The CARP site is in an active side channel of the Willamette River. “We call this area the historic McKenzie River channel, because the main channel of the McKenzie River flowed right through here before the big 1964 floods,” according to Chris Vogel, who has been the manager of restoration efforts at Green Island for six years. The flooding moved the confluence of the McKenzie and Willamette rivers to where it is today, just south of Green Island. That channel has water year round, even more in the winter.

In the past, the side would channel fill up and then empty out, at least a couple times a year during high water events. During that flushing process water in the ponds, as well as creatures living in them, were washed down the channel. In a natural area, this flushing provides a huge range of benefits for fish and wildlife.

“Before restoration, when that historic McKenzie River channel filled up, it would overtop into the pits. Lots of fish - both native and non-native - would get trapped until the next high flow,“ says Vogel.

The fish didn’t have a way to escape back into the channel as the water dropped. So, stranded, the fish lived their lives in the pits. “More frequent flushing will get them out,” says Chris.

The solution was to use heavy construction equipment to grade the slopes to a more natural rise of one foot up for every ten feet out. This summer workers moved 125,000 cubic yards of gravel to create new slopes along with entry and exit points for the ponds to be much friendlier to native Willamette spring Chinook salmon, Oregon chub, and other fish and wildlife.

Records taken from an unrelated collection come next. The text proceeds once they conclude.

// Copyright (c) 2026 Tally Contributors. MIT License.
// See LICENSE for details.

//! # Tally Chain — Core Library
//!
//! The score ledger behind the Tally arcade shell: an append-only,
//! hash-chained record of completed runs, kept per player and persisted as
//! a single JSON file next to the game.
//!
//! This is deliberately *not* a blockchain. There is no consensus, no
//! replication, no mining — one writer, one machine, one file. What it
//! borrows from that world is the useful part: every record carries the
//! SHA-256 of the record before it, so anyone who edits the file after the
//! fact leaves a visible seam. The viewer doesn't prevent tampering; it
//! makes tampering embarrassing.
//!
//! ## Architecture
//!
//! The crate is split into modules that mirror the actual concerns of a
//! local integrity log:
//!
//! - **block** — The immutable record of one completed run.
//! - **hash** — Canonical string construction and SHA-256 digests.
//! - **store** — Per-player chains: append, history, retention, eviction.
//! - **verify** — Link checks and the deeper stored-vs-recomputed audit.
//! - **persist** — The JSON file on disk, including legacy-format migration.
//! - **config** — Constants: sentinel key, retention cap, wire parameters.
//!
//! ## Typical Use
//!
//! ```no_run
//! use tally_chain::store::ChainStore;
//!
//! let mut store = ChainStore::open("records.json")?;
//! let block = store.append(Some("ada@example.com"), 3, 41.27, Some("Ada"))?;
//! assert_eq!(store.history(Some("ada@example.com"))[0].hash, block.hash);
//! assert!(store.verify(Some("ada@example.com")).is_empty());
//! # Ok::<(), tally_chain::error::ChainError>(())
//! ```

pub mod block;
pub mod config;
pub mod error;
pub mod hash;
pub mod persist;
pub mod store;
pub mod verify;

pub use block::Block;
pub use error::{ChainError, ChainResult};
pub use persist::{FileStore, MemoryStore, RecordStore};
pub use store::{ChainStore, PlayerSummary};
pub use verify::ChainAudit;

A new side-channel bypasses gravel ponds at the Coburg Aggregate Reclamation Project on Green Island, allowing fish to go around the pits in high water events and continue on down the Willamette River system.

This winter thousands of willows and other native trees and shrubs will be planted along the pond edges. As the plants grow up, they’ll offer fish plenty of places to hide from predators.

“We’re always looking for ways to give life to the river,” says Joe Moll, Executive Director of MRT. “This is one of the best investments we can make to do that.”